Okey-dokey :slight_smile: I missed that part (the agreement part)

My comment was originally prompted by the meeting minutes which
reported on the survey data showing that 100% of carriers are implementing
firewalls in their gateways. The 100% is what caught my eye. As the
topic comes up in various places, large ISPs repeatedly say they are
unable to implement filters or packet screening on their high-speed
links such as at peering points. So the self-reported 100% implementation
of screening and filtering firewalls at gateways didn't seem to jive
with my understanding of the limitations faced by large ISPs.

Firewalls can be a useful tool in the security engineer's toolbox. But
they get misused a lot. I don't believe security engineers are better
programmers. If there was a class of programmers in the world that didn't
make mistakes, I would hire them to write the applications. When the
firewall is more complex than the application server it is "protecting"
which is likely to have more mistakes?

How recently are ISPs repeatedly saying this? Packet filtering on high-speed optical interfaces has been possible for some time, depending on your router vendor, for some value of "packet filtering".

I could understand it if the issue of how to manage packet filter definitions on routers as the network changes was a problem. But if I would be slightly surprised if there was still a universal voice saying "we absolutely cannot filter packets at the edge, because the vendors won't let us".

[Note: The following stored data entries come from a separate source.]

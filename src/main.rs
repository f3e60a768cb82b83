use std::sync::Arc;

use actix_files::Files;
use actix_identity::IdentityMiddleware;
use actix_multipart::form::MultipartFormConfig;
use actix_session::SessionMiddleware;
use actix_session::config::PersistentSession;
use actix_session::storage::CookieSessionStore;
use actix_web::cookie::Key;
use actix_web::cookie::time::Duration as CookieDuration;
use actix_web::middleware::Logger;
use actix_web::{App, HttpServer, web};
use actix_web_flash_messages::FlashMessagesFramework;
use actix_web_flash_messages::storage::CookieMessageStore;
use dotenvy::dotenv;
use tera::Tera;

use portfolio_admin::clients::local_storage::LocalStorage;
use portfolio_admin::clients::object_storage::{LocalObjectStorage, ObjectStorage};
use portfolio_admin::db::{establish_connection_pool, run_migrations};
use portfolio_admin::models::config::{ServerConfig, StoreBackend};
use portfolio_admin::repository::document::DocumentRepository;
use portfolio_admin::repository::errors::RepositoryResult;
use portfolio_admin::repository::fallback::CategoryFallback;
use portfolio_admin::repository::{DieselRepository, PortfolioStore};
use portfolio_admin::routes;

/// Upper bound for a whole multipart request (all media of one project).
const MULTIPART_TOTAL_LIMIT: usize = 200 * 1024 * 1024;

fn open_store(config: &ServerConfig) -> RepositoryResult<Arc<dyn PortfolioStore>> {
    let fallback = config
        .category_fallback_path
        .as_deref()
        .map(LocalStorage::open)
        .transpose()?;

    match config.backend {
        StoreBackend::Relational => {
            let pool = establish_connection_pool(&config.database_url, config.store_timeout())?;
            run_migrations(&pool)?;
            let repo = DieselRepository::new(pool);
            let store: Arc<dyn PortfolioStore> = match fallback {
                Some(local) => Arc::new(CategoryFallback::new(repo, local)),
                None => Arc::new(repo),
            };
            Ok(store)
        }
        StoreBackend::Document => {
            let repo = DocumentRepository::open(&config.document_store_path)?;
            let store: Arc<dyn PortfolioStore> = match fallback {
                Some(local) => Arc::new(CategoryFallback::new(repo, local)),
                None => Arc::new(repo),
            };
            Ok(store)
        }
    }
}

#[actix_web::main]
async fn main() -> std::io::Result<()> {
    dotenv().ok();
    env_logger::init_from_env(env_logger::Env::default().default_filter_or("info"));

    let server_config = match ServerConfig::load() {
        Ok(config) => config,
        Err(e) => {
            log::error!("Failed to load configuration: {e}");
            std::process::exit(1);
        }
    };

    let store = match open_store(&server_config) {
        Ok(store) => store,
        Err(e) => {
            log::error!("Failed to open the {:?} store: {e}", server_config.backend);
            std::process::exit(1);
        }
    };

    let tera = match Tera::new(&server_config.templates_dir) {
        Ok(tera) => tera,
        Err(e) => {
            log::error!("Failed to parse templates: {e}");
            std::process::exit(1);
        }
    };

    let storage: Arc<dyn ObjectStorage> = Arc::new(LocalObjectStorage::new(
        &server_config.upload_dir,
        &server_config.upload_url_prefix,
    ));
    if let Err(e) = std::fs::create_dir_all(&server_config.upload_dir) {
        log::error!("Failed to create upload directory: {e}");
        std::process::exit(1);
    }

    if server_config.secret.len() < 32 {
        log::error!("The session secret must be at least 32 bytes long");
        std::process::exit(1);
    }
    let secret_key = Key::derive_from(server_config.secret.as_bytes());
    let message_store = CookieMessageStore::builder(secret_key.clone()).build();
    let message_framework = FlashMessagesFramework::builder(message_store).build();

    let store = web::Data::from(store);
    let storage = web::Data::from(storage);
    let tera = web::Data::new(tera);
    let config_data = web::Data::new(server_config.clone());
    let session_ttl = server_config.session_ttl();
    let bind_address = (server_config.address.clone(), server_config.port);

    log::info!(
        "Starting portfolio server on {}:{} with the {:?} store",
        bind_address.0,
        bind_address.1,
        server_config.backend
    );

    HttpServer::new(move || {
        let ttl_seconds = i64::try_from(session_ttl.as_secs()).unwrap_or(i64::MAX);
        App::new()
            .wrap(message_framework.clone())
            .wrap(
                IdentityMiddleware::builder()
                    .login_deadline(Some(session_ttl))
                    .build(),
            )
            .wrap(
                SessionMiddleware::builder(CookieSessionStore::default(), secret_key.clone())
                    .cookie_secure(false)
                    .session_lifecycle(
                        PersistentSession::default().session_ttl(CookieDuration::seconds(ttl_seconds)),
                    )
                    .build(),
            )
            .wrap(Logger::default())
            .app_data(MultipartFormConfig::default().total_limit(MULTIPART_TOTAL_LIMIT))
            .app_data(store.clone())
            .app_data(storage.clone())
            .app_data(tera.clone())
            .app_data(config_data.clone())
            .service(Files::new(
                &server_config.upload_url_prefix,
                &server_config.upload_dir,
            ))
            .configure(routes::configure)
    })
    .bind(bind_address)?
    .run()
    .await
}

To meet the requirements of what I understood the original quoted fragment to be saying, it's perhaps not necessary to packet filter at the edge, anyway. You can apply a firewall to just the loopback interface of a junos box and arguably consider your control element firewalled.

Joe

My comment was originally prompted by the meeting minutes which
reported on the survey data showing that 100% of carriers are implementing
firewalls in their gateways. The 100% is what caught my eye. As the
topic comes up in various places, large ISPs repeatedly say they are
unable to implement filters or packet screening on their high-speed
links such as at peering points. So the self-reported 100% implementation
of screening and filtering firewalls at gateways didn't seem to jive
with my understanding of the limitations faced by large ISPs.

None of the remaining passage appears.